Stored items from a collection:
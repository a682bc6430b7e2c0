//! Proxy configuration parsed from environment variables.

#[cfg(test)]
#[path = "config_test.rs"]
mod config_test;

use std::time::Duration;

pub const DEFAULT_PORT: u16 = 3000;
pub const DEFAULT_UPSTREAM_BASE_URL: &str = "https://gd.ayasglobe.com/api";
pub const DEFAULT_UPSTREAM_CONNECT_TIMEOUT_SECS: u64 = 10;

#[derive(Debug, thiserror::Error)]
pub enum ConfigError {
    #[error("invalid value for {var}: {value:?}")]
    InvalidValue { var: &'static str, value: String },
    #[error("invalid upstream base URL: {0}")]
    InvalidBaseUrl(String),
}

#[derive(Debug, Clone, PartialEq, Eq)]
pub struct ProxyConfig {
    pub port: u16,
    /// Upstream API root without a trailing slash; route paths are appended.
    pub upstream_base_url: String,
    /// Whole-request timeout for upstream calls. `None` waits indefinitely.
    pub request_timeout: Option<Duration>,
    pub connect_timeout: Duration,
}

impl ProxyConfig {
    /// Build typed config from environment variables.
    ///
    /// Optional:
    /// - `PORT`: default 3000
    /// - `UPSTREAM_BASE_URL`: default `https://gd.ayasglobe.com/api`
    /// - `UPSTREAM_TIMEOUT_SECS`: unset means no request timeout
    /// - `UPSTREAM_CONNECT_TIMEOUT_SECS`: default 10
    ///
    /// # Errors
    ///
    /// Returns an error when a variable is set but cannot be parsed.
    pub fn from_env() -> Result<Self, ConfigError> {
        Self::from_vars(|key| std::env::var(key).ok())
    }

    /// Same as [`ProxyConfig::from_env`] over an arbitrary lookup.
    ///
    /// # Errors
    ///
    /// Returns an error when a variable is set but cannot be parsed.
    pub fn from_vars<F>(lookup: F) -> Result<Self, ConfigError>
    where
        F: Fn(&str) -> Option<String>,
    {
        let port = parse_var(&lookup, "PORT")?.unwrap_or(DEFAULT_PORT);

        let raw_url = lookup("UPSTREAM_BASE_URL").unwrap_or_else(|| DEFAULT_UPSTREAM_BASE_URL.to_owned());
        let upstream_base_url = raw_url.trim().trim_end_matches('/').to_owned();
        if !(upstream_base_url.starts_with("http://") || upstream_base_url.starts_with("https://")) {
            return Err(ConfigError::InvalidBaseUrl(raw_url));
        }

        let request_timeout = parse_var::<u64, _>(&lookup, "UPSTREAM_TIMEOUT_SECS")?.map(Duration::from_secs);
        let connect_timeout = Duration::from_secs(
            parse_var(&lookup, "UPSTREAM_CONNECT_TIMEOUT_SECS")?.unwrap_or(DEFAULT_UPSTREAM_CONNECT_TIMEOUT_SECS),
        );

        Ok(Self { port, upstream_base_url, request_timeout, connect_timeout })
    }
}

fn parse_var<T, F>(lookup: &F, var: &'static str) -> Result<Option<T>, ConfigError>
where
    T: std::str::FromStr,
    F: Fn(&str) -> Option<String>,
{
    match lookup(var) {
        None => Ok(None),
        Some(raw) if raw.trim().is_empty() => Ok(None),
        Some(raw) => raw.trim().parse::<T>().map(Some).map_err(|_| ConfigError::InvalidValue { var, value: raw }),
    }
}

==

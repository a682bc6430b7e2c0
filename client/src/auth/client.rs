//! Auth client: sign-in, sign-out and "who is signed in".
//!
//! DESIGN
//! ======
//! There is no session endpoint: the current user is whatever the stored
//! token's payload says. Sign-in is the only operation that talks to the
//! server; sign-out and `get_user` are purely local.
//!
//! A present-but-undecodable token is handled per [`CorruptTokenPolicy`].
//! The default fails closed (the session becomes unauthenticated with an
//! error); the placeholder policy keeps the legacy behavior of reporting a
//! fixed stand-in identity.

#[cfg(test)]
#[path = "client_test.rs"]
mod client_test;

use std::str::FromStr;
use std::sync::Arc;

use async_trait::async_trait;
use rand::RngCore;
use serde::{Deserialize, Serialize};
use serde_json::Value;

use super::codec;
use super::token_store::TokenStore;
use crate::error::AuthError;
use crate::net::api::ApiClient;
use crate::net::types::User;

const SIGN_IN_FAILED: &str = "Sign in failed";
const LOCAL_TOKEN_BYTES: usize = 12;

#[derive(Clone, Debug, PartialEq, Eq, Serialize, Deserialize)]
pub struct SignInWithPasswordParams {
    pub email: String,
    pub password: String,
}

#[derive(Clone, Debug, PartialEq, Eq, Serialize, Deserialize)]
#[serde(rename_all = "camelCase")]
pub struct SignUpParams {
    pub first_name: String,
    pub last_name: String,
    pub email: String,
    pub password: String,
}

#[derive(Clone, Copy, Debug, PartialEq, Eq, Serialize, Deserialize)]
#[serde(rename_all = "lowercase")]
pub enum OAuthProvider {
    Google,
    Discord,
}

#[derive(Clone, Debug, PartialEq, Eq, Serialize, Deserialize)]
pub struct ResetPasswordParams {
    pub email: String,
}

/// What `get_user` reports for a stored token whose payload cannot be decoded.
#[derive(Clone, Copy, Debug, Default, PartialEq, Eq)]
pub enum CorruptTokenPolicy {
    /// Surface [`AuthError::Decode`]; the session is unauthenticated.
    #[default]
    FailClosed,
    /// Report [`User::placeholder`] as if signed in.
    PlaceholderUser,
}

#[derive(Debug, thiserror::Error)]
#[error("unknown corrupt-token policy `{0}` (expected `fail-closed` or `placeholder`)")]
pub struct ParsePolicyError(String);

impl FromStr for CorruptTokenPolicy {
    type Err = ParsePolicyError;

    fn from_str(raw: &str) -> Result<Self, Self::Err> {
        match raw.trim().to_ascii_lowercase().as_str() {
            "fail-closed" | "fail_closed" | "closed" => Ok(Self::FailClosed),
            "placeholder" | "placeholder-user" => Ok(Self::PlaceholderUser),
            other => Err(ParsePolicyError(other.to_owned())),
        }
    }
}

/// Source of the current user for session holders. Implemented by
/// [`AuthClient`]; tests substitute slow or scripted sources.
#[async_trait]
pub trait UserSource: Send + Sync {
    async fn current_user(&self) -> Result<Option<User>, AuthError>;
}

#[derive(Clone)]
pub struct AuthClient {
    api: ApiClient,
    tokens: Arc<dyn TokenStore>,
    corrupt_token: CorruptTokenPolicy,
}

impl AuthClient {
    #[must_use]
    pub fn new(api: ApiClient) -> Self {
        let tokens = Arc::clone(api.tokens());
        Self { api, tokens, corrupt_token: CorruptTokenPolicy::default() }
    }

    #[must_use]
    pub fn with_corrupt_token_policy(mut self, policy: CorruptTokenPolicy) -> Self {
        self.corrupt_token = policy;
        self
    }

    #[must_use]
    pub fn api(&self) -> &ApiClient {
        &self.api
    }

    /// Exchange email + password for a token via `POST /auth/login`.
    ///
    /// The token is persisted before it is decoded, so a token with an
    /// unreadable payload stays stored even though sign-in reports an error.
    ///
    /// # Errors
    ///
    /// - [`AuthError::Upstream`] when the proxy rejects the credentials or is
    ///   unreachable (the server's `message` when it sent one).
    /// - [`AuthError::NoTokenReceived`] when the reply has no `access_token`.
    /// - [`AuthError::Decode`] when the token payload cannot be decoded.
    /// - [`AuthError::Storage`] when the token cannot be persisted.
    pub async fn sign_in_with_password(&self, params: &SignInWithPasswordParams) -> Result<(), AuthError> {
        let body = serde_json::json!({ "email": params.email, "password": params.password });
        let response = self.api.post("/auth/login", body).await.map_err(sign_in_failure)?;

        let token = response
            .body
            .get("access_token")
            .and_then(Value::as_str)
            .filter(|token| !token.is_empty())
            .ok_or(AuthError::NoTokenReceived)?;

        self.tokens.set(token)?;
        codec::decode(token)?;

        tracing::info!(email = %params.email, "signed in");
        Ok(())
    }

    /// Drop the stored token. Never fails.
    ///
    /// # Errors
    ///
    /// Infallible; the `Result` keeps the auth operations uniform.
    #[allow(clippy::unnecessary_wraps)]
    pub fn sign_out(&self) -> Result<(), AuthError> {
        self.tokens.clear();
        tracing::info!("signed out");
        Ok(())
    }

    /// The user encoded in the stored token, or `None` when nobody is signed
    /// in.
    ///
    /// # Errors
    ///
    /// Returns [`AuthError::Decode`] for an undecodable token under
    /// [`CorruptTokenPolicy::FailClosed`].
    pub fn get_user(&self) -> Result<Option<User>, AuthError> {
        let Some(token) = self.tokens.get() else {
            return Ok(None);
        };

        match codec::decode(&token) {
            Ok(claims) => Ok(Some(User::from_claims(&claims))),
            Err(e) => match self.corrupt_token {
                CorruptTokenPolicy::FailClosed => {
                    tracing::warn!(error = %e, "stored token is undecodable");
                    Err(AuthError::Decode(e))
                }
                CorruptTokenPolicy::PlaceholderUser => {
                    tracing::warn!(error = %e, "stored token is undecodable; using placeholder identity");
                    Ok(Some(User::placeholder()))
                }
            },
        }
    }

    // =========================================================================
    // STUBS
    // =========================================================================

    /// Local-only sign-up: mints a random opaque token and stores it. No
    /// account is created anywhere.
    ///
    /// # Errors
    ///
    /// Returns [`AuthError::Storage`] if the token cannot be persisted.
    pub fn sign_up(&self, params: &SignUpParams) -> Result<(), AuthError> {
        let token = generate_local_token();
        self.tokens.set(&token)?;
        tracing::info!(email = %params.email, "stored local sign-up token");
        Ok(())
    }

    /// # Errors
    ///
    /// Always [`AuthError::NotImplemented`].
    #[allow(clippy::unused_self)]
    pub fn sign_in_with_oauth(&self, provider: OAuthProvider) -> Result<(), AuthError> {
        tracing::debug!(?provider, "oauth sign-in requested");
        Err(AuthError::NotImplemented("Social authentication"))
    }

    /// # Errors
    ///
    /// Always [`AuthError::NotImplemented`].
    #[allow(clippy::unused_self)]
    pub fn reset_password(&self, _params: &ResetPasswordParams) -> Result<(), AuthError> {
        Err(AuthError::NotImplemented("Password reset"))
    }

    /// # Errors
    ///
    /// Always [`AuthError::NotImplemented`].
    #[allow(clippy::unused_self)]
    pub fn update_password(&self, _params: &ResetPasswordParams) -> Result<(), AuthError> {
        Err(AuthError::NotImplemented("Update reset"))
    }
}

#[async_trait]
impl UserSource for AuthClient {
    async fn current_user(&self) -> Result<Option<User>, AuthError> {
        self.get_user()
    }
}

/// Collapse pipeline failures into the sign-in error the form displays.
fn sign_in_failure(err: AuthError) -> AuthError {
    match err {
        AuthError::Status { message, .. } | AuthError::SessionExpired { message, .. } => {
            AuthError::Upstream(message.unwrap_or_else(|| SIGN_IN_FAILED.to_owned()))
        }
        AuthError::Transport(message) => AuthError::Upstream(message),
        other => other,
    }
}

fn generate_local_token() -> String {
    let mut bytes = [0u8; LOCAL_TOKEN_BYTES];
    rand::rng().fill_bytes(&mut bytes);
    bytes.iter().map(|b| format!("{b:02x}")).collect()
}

* * *

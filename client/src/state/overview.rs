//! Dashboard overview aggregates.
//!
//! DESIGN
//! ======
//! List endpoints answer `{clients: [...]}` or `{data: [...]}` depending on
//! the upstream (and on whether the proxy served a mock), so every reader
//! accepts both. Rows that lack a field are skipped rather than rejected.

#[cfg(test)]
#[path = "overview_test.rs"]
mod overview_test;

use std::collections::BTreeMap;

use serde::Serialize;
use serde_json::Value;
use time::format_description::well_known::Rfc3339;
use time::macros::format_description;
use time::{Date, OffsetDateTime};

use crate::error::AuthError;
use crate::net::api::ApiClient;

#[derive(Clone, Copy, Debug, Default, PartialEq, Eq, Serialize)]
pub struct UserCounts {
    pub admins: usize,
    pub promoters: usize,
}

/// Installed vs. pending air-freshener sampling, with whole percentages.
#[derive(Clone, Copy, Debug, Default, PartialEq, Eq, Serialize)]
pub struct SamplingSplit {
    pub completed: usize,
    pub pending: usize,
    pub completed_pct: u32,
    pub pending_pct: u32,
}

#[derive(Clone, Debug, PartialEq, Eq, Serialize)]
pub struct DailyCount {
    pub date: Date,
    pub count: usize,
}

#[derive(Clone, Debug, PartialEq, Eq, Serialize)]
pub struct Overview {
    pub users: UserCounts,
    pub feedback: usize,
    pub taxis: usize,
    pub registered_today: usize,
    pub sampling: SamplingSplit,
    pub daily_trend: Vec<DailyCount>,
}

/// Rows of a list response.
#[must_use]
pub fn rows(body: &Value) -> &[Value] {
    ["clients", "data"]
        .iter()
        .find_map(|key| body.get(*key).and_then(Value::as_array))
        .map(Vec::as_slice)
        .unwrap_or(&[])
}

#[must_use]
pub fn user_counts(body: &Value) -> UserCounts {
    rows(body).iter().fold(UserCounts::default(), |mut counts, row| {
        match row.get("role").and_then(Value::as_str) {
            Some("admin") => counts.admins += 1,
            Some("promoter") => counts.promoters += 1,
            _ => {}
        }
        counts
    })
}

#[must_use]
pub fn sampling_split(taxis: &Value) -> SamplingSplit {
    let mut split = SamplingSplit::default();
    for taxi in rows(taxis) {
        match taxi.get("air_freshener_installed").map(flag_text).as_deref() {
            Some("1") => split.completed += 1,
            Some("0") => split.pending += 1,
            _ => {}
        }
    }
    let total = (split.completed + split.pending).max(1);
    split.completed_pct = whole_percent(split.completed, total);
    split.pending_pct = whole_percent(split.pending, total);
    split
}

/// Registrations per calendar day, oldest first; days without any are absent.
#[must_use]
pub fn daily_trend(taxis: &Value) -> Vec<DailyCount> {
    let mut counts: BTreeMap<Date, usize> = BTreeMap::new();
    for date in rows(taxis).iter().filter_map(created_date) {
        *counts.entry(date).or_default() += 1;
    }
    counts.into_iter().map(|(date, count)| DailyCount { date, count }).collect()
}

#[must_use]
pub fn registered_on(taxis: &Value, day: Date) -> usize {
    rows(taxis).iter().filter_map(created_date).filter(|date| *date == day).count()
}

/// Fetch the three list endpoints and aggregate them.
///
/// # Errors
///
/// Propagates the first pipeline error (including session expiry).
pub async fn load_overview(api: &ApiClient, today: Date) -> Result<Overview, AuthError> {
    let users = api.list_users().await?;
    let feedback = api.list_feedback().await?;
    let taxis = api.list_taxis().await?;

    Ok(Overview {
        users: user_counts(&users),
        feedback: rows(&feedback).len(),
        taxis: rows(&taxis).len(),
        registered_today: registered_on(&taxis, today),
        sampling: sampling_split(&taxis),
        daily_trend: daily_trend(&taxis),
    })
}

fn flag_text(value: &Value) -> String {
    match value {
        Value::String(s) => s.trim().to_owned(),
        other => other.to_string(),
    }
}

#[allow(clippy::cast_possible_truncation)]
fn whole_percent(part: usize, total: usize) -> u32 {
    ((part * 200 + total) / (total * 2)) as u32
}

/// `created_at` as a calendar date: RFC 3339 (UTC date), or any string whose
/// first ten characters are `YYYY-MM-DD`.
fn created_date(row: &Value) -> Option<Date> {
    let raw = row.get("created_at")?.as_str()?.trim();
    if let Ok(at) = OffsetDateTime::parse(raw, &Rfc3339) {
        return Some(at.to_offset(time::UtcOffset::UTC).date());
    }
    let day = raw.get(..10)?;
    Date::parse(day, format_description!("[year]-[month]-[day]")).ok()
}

* _WHAT YOU WILL DO_: Search the records for the word "admins". Copy every line that has it.

* _ANSWER SECTION_:
    pub admins: usize,
            Some("admin") => counts.admins += 1,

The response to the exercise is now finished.